**Problem details**: How many lines in the listing below include the word "contains"? Reply with the count alone.

**Data shown**:

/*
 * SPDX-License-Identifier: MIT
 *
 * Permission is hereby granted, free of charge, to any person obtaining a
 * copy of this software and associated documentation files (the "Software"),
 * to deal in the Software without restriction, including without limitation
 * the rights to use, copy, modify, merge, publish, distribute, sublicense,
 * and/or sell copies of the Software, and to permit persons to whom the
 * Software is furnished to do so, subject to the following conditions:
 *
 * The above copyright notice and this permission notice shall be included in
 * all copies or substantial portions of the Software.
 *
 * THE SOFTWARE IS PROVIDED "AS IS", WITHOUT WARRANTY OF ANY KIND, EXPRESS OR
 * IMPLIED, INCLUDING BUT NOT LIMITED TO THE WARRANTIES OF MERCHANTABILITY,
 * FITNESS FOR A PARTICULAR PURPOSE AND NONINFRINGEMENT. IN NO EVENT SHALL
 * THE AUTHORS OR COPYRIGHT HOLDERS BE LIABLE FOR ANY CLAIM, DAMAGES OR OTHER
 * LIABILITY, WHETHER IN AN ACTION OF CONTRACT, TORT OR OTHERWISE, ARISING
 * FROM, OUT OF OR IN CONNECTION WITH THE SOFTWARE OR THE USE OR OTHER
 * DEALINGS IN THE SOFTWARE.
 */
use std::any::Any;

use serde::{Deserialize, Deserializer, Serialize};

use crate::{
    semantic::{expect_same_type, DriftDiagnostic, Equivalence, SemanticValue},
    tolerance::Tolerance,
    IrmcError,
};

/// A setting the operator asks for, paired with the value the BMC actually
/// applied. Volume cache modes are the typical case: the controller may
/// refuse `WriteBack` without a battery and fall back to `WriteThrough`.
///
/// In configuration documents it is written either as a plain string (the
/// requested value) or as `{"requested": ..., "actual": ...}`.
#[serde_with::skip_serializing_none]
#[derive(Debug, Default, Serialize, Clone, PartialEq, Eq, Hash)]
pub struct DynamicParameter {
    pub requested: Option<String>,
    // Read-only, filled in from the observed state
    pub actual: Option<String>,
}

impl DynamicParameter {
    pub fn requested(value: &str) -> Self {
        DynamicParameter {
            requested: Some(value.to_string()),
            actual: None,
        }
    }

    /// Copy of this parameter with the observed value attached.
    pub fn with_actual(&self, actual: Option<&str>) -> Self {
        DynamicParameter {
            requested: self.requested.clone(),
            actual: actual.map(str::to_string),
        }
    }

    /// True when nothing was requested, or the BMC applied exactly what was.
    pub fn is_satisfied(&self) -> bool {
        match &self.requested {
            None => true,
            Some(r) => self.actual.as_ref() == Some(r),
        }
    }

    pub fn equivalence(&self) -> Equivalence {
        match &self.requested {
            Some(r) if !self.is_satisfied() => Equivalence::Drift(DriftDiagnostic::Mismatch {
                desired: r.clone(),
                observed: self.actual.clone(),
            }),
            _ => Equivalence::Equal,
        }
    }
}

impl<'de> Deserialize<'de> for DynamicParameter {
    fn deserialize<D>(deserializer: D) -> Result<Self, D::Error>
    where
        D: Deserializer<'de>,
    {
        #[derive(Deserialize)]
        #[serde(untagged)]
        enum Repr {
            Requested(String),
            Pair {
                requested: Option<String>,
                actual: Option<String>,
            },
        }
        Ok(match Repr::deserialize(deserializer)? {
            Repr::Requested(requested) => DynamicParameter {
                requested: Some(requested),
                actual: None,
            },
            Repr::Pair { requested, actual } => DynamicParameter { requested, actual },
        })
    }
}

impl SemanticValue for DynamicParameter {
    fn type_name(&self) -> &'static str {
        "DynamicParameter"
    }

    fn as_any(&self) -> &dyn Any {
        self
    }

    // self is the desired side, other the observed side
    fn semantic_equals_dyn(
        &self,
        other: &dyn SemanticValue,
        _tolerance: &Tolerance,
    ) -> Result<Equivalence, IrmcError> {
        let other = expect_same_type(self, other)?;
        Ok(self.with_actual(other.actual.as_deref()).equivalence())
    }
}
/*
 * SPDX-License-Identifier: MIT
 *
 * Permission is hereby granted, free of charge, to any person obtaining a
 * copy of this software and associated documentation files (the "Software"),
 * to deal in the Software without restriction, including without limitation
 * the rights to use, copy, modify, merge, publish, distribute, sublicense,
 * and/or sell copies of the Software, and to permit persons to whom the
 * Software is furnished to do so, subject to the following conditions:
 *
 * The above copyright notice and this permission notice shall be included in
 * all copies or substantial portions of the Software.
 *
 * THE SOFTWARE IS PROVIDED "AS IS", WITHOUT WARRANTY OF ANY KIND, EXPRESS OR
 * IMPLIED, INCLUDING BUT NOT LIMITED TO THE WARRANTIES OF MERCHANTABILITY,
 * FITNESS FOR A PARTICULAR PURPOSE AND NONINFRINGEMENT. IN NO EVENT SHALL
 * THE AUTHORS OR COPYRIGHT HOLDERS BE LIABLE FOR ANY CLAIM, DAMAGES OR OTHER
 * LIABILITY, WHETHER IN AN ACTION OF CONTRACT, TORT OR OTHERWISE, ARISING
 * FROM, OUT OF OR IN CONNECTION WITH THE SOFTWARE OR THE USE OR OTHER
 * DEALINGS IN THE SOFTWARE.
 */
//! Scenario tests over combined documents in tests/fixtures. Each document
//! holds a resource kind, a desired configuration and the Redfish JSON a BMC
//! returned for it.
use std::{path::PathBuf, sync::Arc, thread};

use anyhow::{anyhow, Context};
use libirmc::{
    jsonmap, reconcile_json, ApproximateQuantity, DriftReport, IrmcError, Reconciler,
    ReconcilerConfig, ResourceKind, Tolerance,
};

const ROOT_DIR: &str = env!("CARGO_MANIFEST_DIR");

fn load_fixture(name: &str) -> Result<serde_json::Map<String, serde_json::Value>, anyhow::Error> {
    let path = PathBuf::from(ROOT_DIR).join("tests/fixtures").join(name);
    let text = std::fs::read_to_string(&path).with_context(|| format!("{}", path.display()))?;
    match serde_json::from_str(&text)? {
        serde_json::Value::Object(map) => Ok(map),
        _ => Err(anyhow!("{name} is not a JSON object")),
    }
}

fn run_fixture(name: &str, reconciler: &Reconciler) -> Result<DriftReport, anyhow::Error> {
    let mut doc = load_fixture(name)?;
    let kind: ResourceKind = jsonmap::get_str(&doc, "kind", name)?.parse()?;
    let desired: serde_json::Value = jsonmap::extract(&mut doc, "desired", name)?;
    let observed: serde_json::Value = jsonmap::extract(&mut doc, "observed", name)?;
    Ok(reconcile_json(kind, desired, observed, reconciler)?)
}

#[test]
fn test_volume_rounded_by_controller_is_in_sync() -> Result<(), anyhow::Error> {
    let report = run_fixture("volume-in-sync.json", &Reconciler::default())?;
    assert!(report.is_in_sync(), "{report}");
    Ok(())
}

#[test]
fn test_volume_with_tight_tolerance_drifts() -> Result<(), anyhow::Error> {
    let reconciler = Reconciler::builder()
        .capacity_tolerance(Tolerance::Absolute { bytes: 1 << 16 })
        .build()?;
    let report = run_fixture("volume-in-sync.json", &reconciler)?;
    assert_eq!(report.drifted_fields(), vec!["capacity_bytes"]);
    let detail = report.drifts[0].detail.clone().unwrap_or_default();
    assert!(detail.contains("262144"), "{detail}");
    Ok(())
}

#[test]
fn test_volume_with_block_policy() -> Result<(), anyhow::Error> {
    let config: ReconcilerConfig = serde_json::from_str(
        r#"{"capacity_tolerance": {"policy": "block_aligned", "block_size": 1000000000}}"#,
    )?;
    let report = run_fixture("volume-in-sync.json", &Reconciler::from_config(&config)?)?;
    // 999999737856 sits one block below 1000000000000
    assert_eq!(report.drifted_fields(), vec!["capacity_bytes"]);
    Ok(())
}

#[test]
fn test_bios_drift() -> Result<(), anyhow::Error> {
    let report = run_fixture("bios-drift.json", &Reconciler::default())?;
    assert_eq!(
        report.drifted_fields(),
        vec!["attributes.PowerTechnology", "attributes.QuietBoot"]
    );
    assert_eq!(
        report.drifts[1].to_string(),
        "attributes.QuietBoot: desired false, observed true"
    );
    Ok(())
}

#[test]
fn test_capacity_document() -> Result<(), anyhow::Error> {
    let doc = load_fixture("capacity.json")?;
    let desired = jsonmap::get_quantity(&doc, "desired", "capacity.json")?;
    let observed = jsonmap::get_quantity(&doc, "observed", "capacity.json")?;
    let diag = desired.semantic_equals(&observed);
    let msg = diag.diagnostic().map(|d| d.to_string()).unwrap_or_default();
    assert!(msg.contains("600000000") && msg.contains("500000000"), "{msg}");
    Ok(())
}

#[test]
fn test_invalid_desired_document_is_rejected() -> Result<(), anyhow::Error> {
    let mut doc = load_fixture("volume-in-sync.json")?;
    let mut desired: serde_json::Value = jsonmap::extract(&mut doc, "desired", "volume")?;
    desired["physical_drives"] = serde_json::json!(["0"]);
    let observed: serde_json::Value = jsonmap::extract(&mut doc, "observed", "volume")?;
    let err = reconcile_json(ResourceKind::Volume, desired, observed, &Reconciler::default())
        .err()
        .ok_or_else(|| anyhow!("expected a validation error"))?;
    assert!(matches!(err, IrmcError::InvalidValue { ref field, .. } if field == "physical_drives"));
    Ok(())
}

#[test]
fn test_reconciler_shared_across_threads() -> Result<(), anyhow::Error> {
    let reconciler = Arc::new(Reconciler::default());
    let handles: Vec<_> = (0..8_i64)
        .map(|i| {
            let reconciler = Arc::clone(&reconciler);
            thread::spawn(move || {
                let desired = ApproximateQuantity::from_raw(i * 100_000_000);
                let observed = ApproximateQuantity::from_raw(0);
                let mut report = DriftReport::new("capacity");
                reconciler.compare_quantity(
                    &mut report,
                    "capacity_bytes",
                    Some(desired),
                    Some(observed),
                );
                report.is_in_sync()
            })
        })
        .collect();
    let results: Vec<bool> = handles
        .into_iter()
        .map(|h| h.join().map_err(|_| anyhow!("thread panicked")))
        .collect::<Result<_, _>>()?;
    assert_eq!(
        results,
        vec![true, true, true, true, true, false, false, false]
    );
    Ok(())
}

**Response area**: 2